Abstract 082: On the Significance of Urinary Renin in Diabetic Kidney Disease: A Critical Role of Impaired Proximal Tubular Reabsorption

Abstract

Increased expression of renin in the kidney collecting tubule of rodents made diabetic by streptozotocin (STZ) has been well demonstrated but whether this site is the main source of urinary renin is unknown. We wanted to examine the origin and significance of urinary renin in diabetic kidney disease (DKD). Total and active renin was evaluated in urines from people with longstanding type 1 diabetes of more than 25 years, with (n=36) or without DKD (n=38) (eGFR 101 vs. 39 mL/min/1.73m 2 ; p<0.001).

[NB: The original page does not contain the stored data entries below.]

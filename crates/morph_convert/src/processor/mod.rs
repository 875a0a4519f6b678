//! Property value processors.
//!
//! A processor turns the current value of a [`ProcessContext`] into a new
//! one. Processors compose: [`ProcessorChain`] runs them in order, and
//! [`AltPropertyProcessor`] wraps another processor to supply a fallback.

mod property;

use std::sync::Arc;

use morph_types::PropertyInfo;
use morph_value::{TypeCapabilities, Value};
use tracing::debug;

use crate::{ConversionRequest, ShapeConverter};

pub use property::{AltPropertyProcessor, PropertyProcessor};

/// State threaded through a processor chain for one property.
#[derive(Clone, Debug)]
pub struct ProcessContext {
    /// Value produced so far. `None` means nothing was found.
    pub value: Option<Value>,
    /// Property the value is destined for.
    pub property: Arc<PropertyInfo>,
    /// Source object the property is being read from.
    pub content: Option<Value>,
}

impl ProcessContext {
    pub fn new(property: Arc<PropertyInfo>) -> Self {
        ProcessContext {
            value: None,
            property,
            content: None,
        }
    }

    #[must_use]
    pub fn with_value(mut self, value: Value) -> Self {
        self.value = Some(value);
        self
    }

    #[must_use]
    pub fn with_content(mut self, content: Value) -> Self {
        self.content = Some(content);
        self
    }
}

/// One step of property value resolution.
pub trait Processor: Send + Sync {
    /// Name used in log output.
    fn name(&self) -> &'static str;

    /// Produce the next value. May read or reset `ctx.value`.
    fn process(&self, ctx: &mut ProcessContext) -> Option<Value>;
}

/// `None` or whitespace-only text.
pub(crate) fn is_empty(value: Option<&Value>) -> bool {
    match value {
        Some(value) => value.is_blank(),
        None => true,
    }
}

/// Ordered list of processors.
#[derive(Default)]
pub struct ProcessorChain {
    processors: Vec<Box<dyn Processor>>,
}

impl ProcessorChain {
    pub fn new() -> Self {
        Self::default()
    }

    /// Append a processor.
    #[must_use]
    pub fn then(mut self, processor: impl Processor + 'static) -> Self {
        self.processors.push(Box::new(processor));
        self
    }

    pub fn len(&self) -> usize {
        self.processors.len()
    }

    pub fn is_empty(&self) -> bool {
        self.processors.is_empty()
    }

    /// Run every processor in order and return the final value.
    ///
    /// Each processor's output becomes `ctx.value` for the next one.
    #[tracing::instrument(level = "debug", skip_all, fields(property = %ctx.property.name))]
    pub fn run(&self, mut ctx: ProcessContext) -> Option<Value> {
        for processor in &self.processors {
            let out = processor.process(&mut ctx);
            let produced = out.as_ref().map_or("none", Value::type_name);
            debug!(processor = processor.name(), produced, "step");
            ctx.value = out;
        }
        ctx.value
    }
}

/// Replaces an empty value with a fixed default.
pub struct DefaultValueProcessor {
    default: Value,
}

impl DefaultValueProcessor {
    pub fn new(default: Value) -> Self {
        DefaultValueProcessor { default }
    }
}

impl Processor for DefaultValueProcessor {
    fn name(&self) -> &'static str {
        "default_value"
    }

    fn process(&self, ctx: &mut ProcessContext) -> Option<Value> {
        if is_empty(ctx.value.as_ref()) {
            Some(self.default.clone())
        } else {
            ctx.value.clone()
        }
    }
}

/// Shapes the current value into the property's declared type.
impl<C: TypeCapabilities> Processor for ShapeConverter<C> {
    fn name(&self) -> &'static str {
        "shape_converter"
    }

    fn process(&self, ctx: &mut ProcessContext) -> Option<Value> {
        let request = ConversionRequest::new(ctx.value.clone(), ctx.property.ty)
            .with_direction(self.options().direction);
        self.convert(request)
    }
}

#[cfg(test)]
#[allow(
    clippy::unwrap_used,
    reason = "tests use unwrap to panic on unexpected state"
)]
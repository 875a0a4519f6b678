//! Typed composite values: sequences, maps, entries and objects.
//!
//! Every composite carries the pooled type it was built as. That type is the
//! value's runtime type for shape decisions.

use morph_types::Idx;
use rustc_hash::FxHashMap;

use super::{Heap, Value};

/// Ordered collection instance (array, list, sequence, collection class).
#[derive(Clone, Debug, PartialEq)]
pub struct SeqValue {
    pub ty: Idx,
    pub items: Heap<Vec<Value>>,
}

impl SeqValue {
    pub fn len(&self) -> usize {
        self.items.len()
    }

    pub fn is_empty(&self) -> bool {
        self.items.is_empty()
    }
}

/// Associative collection instance. Entries keep insertion order.
#[derive(Clone, Debug, PartialEq)]
pub struct MapValue {
    pub ty: Idx,
    /// Type of the entries the map yields when iterated.
    pub entry_ty: Idx,
    pub entries: Heap<Vec<(Value, Value)>>,
}

impl MapValue {
    pub fn len(&self) -> usize {
        self.entries.len()
    }

    pub fn is_empty(&self) -> bool {
        self.entries.is_empty()
    }

    /// Look up the value stored under `key`.
    pub fn get(&self, key: &Value) -> Option<&Value> {
        self.entries
            .iter()
            .find_map(|(k, v)| if k == key { Some(v) } else { None })
    }
}

/// A single key/value entry.
#[derive(Clone, Debug, PartialEq)]
pub struct PairValue {
    pub ty: Idx,
    pub entry: Heap<(Value, Value)>,
}

impl PairValue {
    pub fn key(&self) -> &Value {
        let (key, _) = &*self.entry;
        key
    }

    pub fn value(&self) -> &Value {
        let (_, value) = &*self.entry;
        value
    }
}

/// Instance of a registered non-collection class.
///
/// `parent` links an object to the one it was nested under, which lets
/// property lookups fall back to ancestors.
#[derive(Clone, Debug, PartialEq)]
pub struct ObjectValue {
    pub ty: Idx,
    pub fields: Heap<FxHashMap<String, Value>>,
    pub parent: Option<Heap<ObjectValue>>,
}

impl ObjectValue {
    /// Read a field declared directly on this object.
    pub fn field(&self, name: &str) -> Option<&Value> {
        self.fields.get(name)
    }

    /// Attach a parent object.
    #[must_use]
    pub fn with_parent(self, parent: ObjectValue) -> Self {
        ObjectValue {
            parent: Some(Heap::new(parent)),
            ..self
        }
    }

    /// This object followed by its ancestors, nearest first.
    pub fn ancestry(&self) -> impl Iterator<Item = &ObjectValue> {
        std::iter::successors(Some(self), |obj| obj.parent.as_deref())
    }
}

#[cfg(test)]
mod tests;
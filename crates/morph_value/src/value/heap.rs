//! Shared immutable storage for heap-backed values.

use std::fmt;
use std::ops::Deref;
use std::sync::Arc;

/// Arc-backed storage that only `Value` factory methods can create.
///
/// Cloning a value shares the allocation; no deep copies on the conversion
/// path.
#[derive(PartialEq)]
pub struct Heap<T: ?Sized>(pub(super) Arc<T>);

impl<T> Heap<T> {
    #[inline]
    pub(super) fn new(value: T) -> Self {
        Heap(Arc::new(value))
    }
}

impl<T: ?Sized> Heap<T> {
    /// Check whether two handles share one allocation.
    #[inline]
    pub fn ptr_eq(this: &Self, other: &Self) -> bool {
        Arc::ptr_eq(&this.0, &other.0)
    }
}

impl<T: ?Sized> Clone for Heap<T> {
    #[inline]
    fn clone(&self) -> Self {
        Heap(Arc::clone(&self.0))
    }
}

impl<T: ?Sized> Deref for Heap<T> {
    type Target = T;

    #[inline]
    fn deref(&self) -> &T {
        &self.0
    }
}

impl<T: ?Sized + fmt::Debug> fmt::Debug for Heap<T> {
    fn fmt(&self, f: &mut fmt::Formatter<'_>) -> fmt::Result {
        (**self).fmt(f)
    }
}
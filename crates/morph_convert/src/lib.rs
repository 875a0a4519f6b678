//! Morph Convert - shape conversion for property values.
//!
//! Coerces a value into the shape of a target type:
//! - a scalar headed for a collection is wrapped into a one-element array
//! - a collection headed for a scalar is unwrapped to its first element
//! - a missing value headed for a collection becomes an empty instance
//!
//! Type knowledge comes from a [`TypeCapabilities`] provider, usually a
//! shared [`TypePool`](morph_types::TypePool). Conversion is total: every
//! failure mode ends in `None`.
//!
//! # Tracing
//!
//! Set `RUST_LOG` and call [`init_tracing`] to see decisions:
//!
//! ```bash
//! RUST_LOG=morph_convert=trace cargo test -p morph_convert
//! ```

mod converter;
mod direction;
mod options;
mod processor;
mod request;

use std::sync::Once;

pub use converter::ShapeConverter;
pub use direction::ConversionDirection;
pub use morph_value::TypeCapabilities;
pub use options::ConvertOptions;
pub use processor::{
    AltPropertyProcessor, DefaultValueProcessor, ProcessContext, Processor, ProcessorChain,
    PropertyProcessor,
};
pub use request::ConversionRequest;

static TRACING_INIT: Once = Once::new();

/// Initialize tracing subscriber for debugging.
///
/// Call this at the start of a program or test to enable tracing output.
/// Controlled by the `RUST_LOG` environment variable; does nothing when it is
/// unset. Safe to call more than once.
pub fn init_tracing() {
    TRACING_INIT.call_once(|| {
        use tracing_subscriber::{fmt, prelude::*, EnvFilter};

        if std::env::var("RUST_LOG").is_ok() {
            let filter = EnvFilter::from_default_env();
            tracing_subscriber::registry()
                .with(fmt::layer().with_target(true).with_level(true))
                .with(filter)
                .init();
        }
    });
}
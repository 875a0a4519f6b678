//! Property-based tests for shape conversion.
//!
//! These tests generate random scalars and collections and verify:
//! 1. Scalars headed for scalar targets pass through unchanged
//! 2. Wrapping yields exactly one element, typed by the value
//! 3. Unwrapping yields the first element in iteration order
//! 4. Text is never reshaped under automatic direction
//! 5. Cache keys compare by token identity, not structure

#![allow(clippy::unwrap_used, clippy::expect_used, reason = "Tests can panic")]
#![allow(
    clippy::doc_markdown,
    clippy::redundant_closure_for_method_calls,
    reason = "Proptest macros generate code with these patterns"
)]

use std::sync::Arc;

use morph_convert::{ConversionDirection, ConversionRequest, ShapeConverter};
use morph_types::{CacheToken, Idx, PropertyInfo, ReflectionCacheKey, TypePool};
use morph_value::Value;
use proptest::prelude::*;

// -- Value Strategies --

fn scalar_strategy() -> impl Strategy<Value = Value> {
    prop_oneof![
        any::<i64>().prop_map(Value::int),
        any::<bool>().prop_map(Value::Bool),
        any::<u8>().prop_map(Value::Byte),
        any::<char>().prop_map(Value::Char),
        Just(Value::Unit),
    ]
}

fn scalar_target_strategy() -> impl Strategy<Value = Idx> {
    prop_oneof![
        Just(Idx::INT),
        Just(Idx::FLOAT),
        Just(Idx::BOOL),
        Just(Idx::STR),
        Just(Idx::CHAR),
        Just(Idx::BYTE),
    ]
}

fn converter() -> ShapeConverter<TypePool> {
    ShapeConverter::new(Arc::new(TypePool::new()))
}

proptest! {
    #![proptest_config(ProptestConfig::with_cases(256))]

    #[test]
    fn scalar_into_scalar_is_identity(value in scalar_strategy(), target in scalar_target_strategy()) {
        let conv = converter();
        let out = conv.convert(ConversionRequest::new(Some(value.clone()), target));
        prop_assert_eq!(out, Some(value));
    }

    #[test]
    fn wrap_yields_single_element(value in scalar_strategy()) {
        let conv = converter();
        let pool = conv.capabilities();
        let target = pool.list(Idx::INT);

        let out = conv.convert(ConversionRequest::new(Some(value.clone()), target)).unwrap();
        prop_assert_eq!(out.runtime_type(), pool.array(value.runtime_type()));
        let items: Vec<Value> = out.elements().unwrap().collect();
        prop_assert_eq!(items, vec![value]);
    }

    #[test]
    fn unwrap_yields_first_element(items in prop::collection::vec(any::<i64>(), 0..16)) {
        let conv = converter();
        let list = conv.capabilities().list(Idx::INT);
        let value = Value::seq(list, items.iter().copied().map(Value::int).collect());

        let out = conv.convert(ConversionRequest::new(Some(value), Idx::INT));
        prop_assert_eq!(out, items.first().copied().map(Value::int));
    }

    #[test]
    fn text_is_never_reshaped(text in ".{0,24}") {
        let conv = converter();
        let pool = conv.capabilities();
        for target in [Idx::STR, pool.list(Idx::STR), pool.array(Idx::CHAR), pool.sequence(Idx::STR)] {
            let out = conv.convert(ConversionRequest::new(Some(Value::string(text.clone())), target));
            prop_assert_eq!(out, Some(Value::string(text.clone())));
        }
    }

    #[test]
    fn from_collection_never_produces_collection(items in prop::collection::vec(any::<i64>(), 1..8)) {
        let conv = converter();
        let list = conv.capabilities().list(Idx::INT);
        let value = Value::seq(list, items.into_iter().map(Value::int).collect());
        let request = ConversionRequest::new(Some(value), list)
            .with_direction(ConversionDirection::FromCollection);

        let out = conv.convert(request).unwrap();
        prop_assert!(out.elements().is_none());
    }

    #[test]
    fn key_equality_follows_token_identity(method in "[a-z_]{1,16}", name in "[a-z]{1,8}") {
        let first = Arc::new(PropertyInfo::new(name.clone(), Idx::STR, Idx::UNIT));
        let twin = Arc::new(PropertyInfo::new(name, Idx::STR, Idx::UNIT));

        let a = ReflectionCacheKey::new(method.as_str(), CacheToken::from_property(&first));
        let b = ReflectionCacheKey::new(method.as_str(), CacheToken::from_property(&first));
        let c = ReflectionCacheKey::new(method.as_str(), CacheToken::from_property(&twin));

        prop_assert_eq!(&a, &b);
        prop_assert_eq!(a.hash_code(), b.hash_code());
        prop_assert_ne!(&a, &c);
    }
}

Mice given STZ (n=15) or vehicle (n=8) 20 weeks prior to study were also studied. In people with DKD, total renin was markedly increased compared to people without DKD (82 vs. 49 pg/mg Cr; p=0.023). Active renin was also significantly increased in people with DKD compared to people without DKD (3.2 vs. 1.3 pg/mg Cr; p<0.001). In mice with STZ-induced DKD a significant increase in renin was found compared to controls (1093±319 vs. 64±18 pg/mg Cr; p=0.0001). To examine the role of filtration and tubular reabsorption on urinary renin, human active renin was measured in urines from non-diabetic mice infused with human recombinant renin (hrRenin) (n=8), a combination of lysine and hrRenin (n=5) and non-infused controls (n=15). Urines of mice infused with a combination of lysine (a blocker of proximal tubular protein reabsorption) and hrRenin had markedly higher urinary human active renin than those of controls (179±129 vs. 1.6±0.4 pg/mg Cr; p=0.001). The values were also markedly higher than those of mice infused with hrRenin only (4.4±1.1 pg/mg Cr; p=0.003). The effect of lysine was also evaluated in regard to endogenous mouse renin. Urinary mouse renin in mice infused with lysine (n=5) was markedly increased compared to non-infused controls (n=18) (22360±8673 vs. 346±82 pg/mg Cr; p=0.001). In conclusion, in humans with DKD, urine concentrations of both total and active renin are increased. In mice with STZ-induced DKD, urine total renin is also markedly increased. The data further demonstrate that 1) renin is both filterable and reabsorbable in normal mice and 2) the increase of urinary renin in DKD can be attributed largely to impaired reabsorption mainly in the proximal tubule.